___ RECORDS PROVIDED ___

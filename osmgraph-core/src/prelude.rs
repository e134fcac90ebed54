// Re-export key components
pub use crate::algo::{NearestNode, k_nearest, search_nodes, search_ways};
pub use crate::geodesic::haversine_distance;
pub use crate::loading::{load_osm_xml, read_osm_xml};
pub use crate::model::{MapData, MapNode, MapWay, RoadEdge, RoadGraph, build_road_graph};
pub use crate::routing::{RouteResult, shortest_path};

// Core identifier types
pub use crate::NodeId;
pub use crate::WayId;

pub use crate::Error;
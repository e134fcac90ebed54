use geo::Point;

use osmgraph_core::prelude::*;

const EPS: f64 = 1e-9;

fn node(id: NodeId, lon: f64, lat: f64) -> MapNode {
    MapNode {
        id,
        name: None,
        geometry: Point::new(lon, lat),
    }
}

fn way(id: WayId, node_ids: &[NodeId]) -> MapWay {
    MapWay {
        id,
        name: None,
        node_ids: node_ids.to_vec(),
    }
}

fn data_with(nodes: Vec<MapNode>, ways: Vec<MapWay>) -> MapData {
    let mut data = MapData::default();
    for n in nodes {
        data.nodes.insert(n.id, n);
    }
    for w in ways {
        data.ways.insert(w.id, w);
    }
    data
}

/// Four nodes on one meridian, so the chain length equals the direct
/// great-circle distance between its endpoints.
fn meridian_chain() -> MapData {
    data_with(
        vec![
            node(1, 0.0, 0.0),
            node(2, 0.0, 1.0),
            node(3, 0.0, 3.0),
            node(4, 0.0, 6.0),
            // isolated node, present in the table but on no way
            node(5, 10.0, 10.0),
        ],
        vec![way(10, &[1, 2, 3, 4])],
    )
}

#[test]
fn chain_distance_is_sum_of_segments() {
    let data = meridian_chain();
    let graph = build_road_graph(&data);

    let expected = haversine_distance(data.nodes[&1].geometry, data.nodes[&4].geometry);
    let found = shortest_path(&graph, 1, 4).distance().unwrap();
    assert!((found - expected).abs() < EPS, "got {found}, want {expected}");
}

#[test]
fn source_equals_target_is_zero() {
    let data = meridian_chain();
    let graph = build_road_graph(&data);

    assert_eq!(shortest_path(&graph, 3, 3), RouteResult::Found(0.0));
    // Holds even for a node with no incident edges
    assert_eq!(shortest_path(&graph, 5, 5), RouteResult::Found(0.0));
}

#[test]
fn isolated_target_is_not_found() {
    let data = meridian_chain();
    let graph = build_road_graph(&data);

    assert_eq!(shortest_path(&graph, 1, 5), RouteResult::NotFound);
    assert_eq!(shortest_path(&graph, 5, 1), RouteResult::NotFound);
}

#[test]
fn equal_cost_alternatives_report_the_same_distance() {
    // Diamond mirrored across the meridian: both routes have identical
    // length, whichever one the search settles first.
    let data = data_with(
        vec![
            node(1, 0.0, 0.0),
            node(2, 1.0, 1.0),
            node(3, -1.0, 1.0),
            node(4, 0.0, 2.0),
        ],
        vec![way(10, &[1, 2, 4]), way(11, &[1, 3, 4])],
    );
    let graph = build_road_graph(&data);

    let via_east = haversine_distance(data.nodes[&1].geometry, data.nodes[&2].geometry)
        + haversine_distance(data.nodes[&2].geometry, data.nodes[&4].geometry);
    let found = shortest_path(&graph, 1, 4).distance().unwrap();
    assert!((found - via_east).abs() < EPS);
}

#[test]
fn redundant_longer_way_does_not_change_the_result() {
    let direct = data_with(
        vec![node(1, 0.0, 0.0), node(2, 0.0, 1.0), node(3, 2.0, 0.5)],
        vec![way(10, &[1, 2])],
    );
    let with_detour = data_with(
        vec![node(1, 0.0, 0.0), node(2, 0.0, 1.0), node(3, 2.0, 0.5)],
        vec![way(10, &[1, 2]), way(11, &[1, 3, 2])],
    );

    let base = shortest_path(&build_road_graph(&direct), 1, 2)
        .distance()
        .unwrap();
    let with_alternative = shortest_path(&build_road_graph(&with_detour), 1, 2)
        .distance()
        .unwrap();
    assert_eq!(base, with_alternative);
}

#[test]
fn repeated_queries_are_idempotent() {
    let data = meridian_chain();
    let graph = build_road_graph(&data);

    let first = shortest_path(&graph, 1, 4);
    let second = shortest_path(&graph, 1, 4);
    assert_eq!(first, second);
}

#[test]
fn zero_weight_edges_terminate() {
    // Two nodes at identical coordinates produce a zero-length segment
    let data = data_with(
        vec![node(1, 0.0, 0.0), node(2, 0.0, 0.0), node(3, 0.0, 1.0)],
        vec![way(10, &[1, 2, 3])],
    );
    let graph = build_road_graph(&data);

    let expected = haversine_distance(data.nodes[&2].geometry, data.nodes[&3].geometry);
    let found = shortest_path(&graph, 1, 3).distance().unwrap();
    assert!((found - expected).abs() < EPS);
}
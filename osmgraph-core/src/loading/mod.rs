//! This module is responsible for loading OSM XML extracts into the
//! in-memory node and way tables.

mod osm;

pub use osm::{load_osm_xml, read_osm_xml};
use std::path::PathBuf;

use anyhow::{Context, Result};
use clap::{Parser, Subcommand};
use tracing_subscriber::{EnvFilter, FmtSubscriber};

use osmgraph_core::prelude::*;

#[derive(Parser, Debug)]
#[command(author, version, about = "Query tool for OSM XML map extracts")]
struct Cli {
    /// Path to the .osm extract to query.
    extract: PathBuf,

    #[command(subcommand)]
    command: Command,
}

#[derive(Subcommand, Debug)]
enum Command {
    /// List nodes and ways whose name contains the given text.
    Search {
        /// Text to look for in display names.
        query: String,
    },
    /// List the nodes closest to a given node by great-circle distance.
    Nearest {
        /// Reference node identifier.
        node_id: NodeId,
        /// Number of neighbours to report.
        #[arg(short, long, default_value_t = 5)]
        k: usize,
    },
    /// Shortest road distance between two nodes.
    Route {
        /// Source node identifier.
        source: NodeId,
        /// Destination node identifier.
        dest: NodeId,
    },
}

fn main() -> Result<()> {
    init_tracing();
    let cli = Cli::parse();

    let data = load_osm_xml(&cli.extract)
        .with_context(|| format!("failed to load extract from {}", cli.extract.display()))?;

    match cli.command {
        Command::Search { query } => handle_search(&data, &query),
        Command::Nearest { node_id, k } => handle_nearest(&data, node_id, k),
        Command::Route { source, dest } => handle_route(&data, source, dest),
    }
}

fn handle_search(data: &MapData, query: &str) -> Result<()> {
    println!(
        "Loaded {} nodes and {} ways",
        data.node_count(),
        data.way_count()
    );

    let nodes = search_nodes(data, query);
    println!("\nNodes matching {query:?}: {}", nodes.len());
    if nodes.is_empty() {
        println!("No matching nodes found.");
    } else {
        println!("ID\tLatitude\tLongitude\tName");
        for node in nodes {
            println!(
                "{}\t{:.7}\t{:.7}\t{}",
                node.id,
                node.latitude(),
                node.longitude(),
                node.name.as_deref().unwrap_or("")
            );
        }
    }

    let ways = search_ways(data, query);
    println!("\nWays matching {query:?}: {}", ways.len());
    if ways.is_empty() {
        println!("No matching ways found.");
    } else {
        println!("ID\tName");
        for way in ways {
            println!("{}\t{}", way.id, way.name.as_deref().unwrap_or(""));
        }
    }

    Ok(())
}

fn handle_nearest(data: &MapData, node_id: NodeId, k: usize) -> Result<()> {
    let neighbours = k_nearest(data, node_id, k)?;

    println!("The {k} closest nodes to node {node_id} are:");
    println!("ID\tDistance (km)\tLatitude\tLongitude");
    for neighbour in neighbours {
        let Some(node) = data.node(neighbour.id) else {
            continue;
        };
        println!(
            "{}\t{}\t{:.7}\t{:.7}",
            neighbour.id,
            format_km(neighbour.distance),
            node.latitude(),
            node.longitude()
        );
    }

    Ok(())
}

fn handle_route(data: &MapData, source: NodeId, dest: NodeId) -> Result<()> {
    // Validate both endpoints before touching the engine; the graph
    // itself has no entries for edge-less nodes.
    for id in [source, dest] {
        if !data.contains_node(id) {
            return Err(Error::UnknownNode { id }.into());
        }
    }

    let graph = build_road_graph(data);
    match shortest_path(&graph, source, dest) {
        RouteResult::Found(distance) => println!(
            "Shortest distance between nodes {source} and {dest}: {} km",
            format_km(distance)
        ),
        RouteResult::NotFound => {
            println!("No path found between nodes {source} and {dest}.");
        }
    }

    Ok(())
}

fn format_km(distance: f64) -> String {
    format!("{distance:.3}")
}

fn init_tracing() {
    let filter = EnvFilter::try_from_default_env().unwrap_or_else(|_| EnvFilter::new("info"));
    let subscriber = FmtSubscriber::builder().with_env_filter(filter).finish();
    let _ = tracing::subscriber::set_global_default(subscriber);
}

___

This exercise requires the lines of the entries containing the string "identifier".

// Core identifier types
        /// Reference node identifier.
        /// Source node identifier.
        /// Destination node identifier.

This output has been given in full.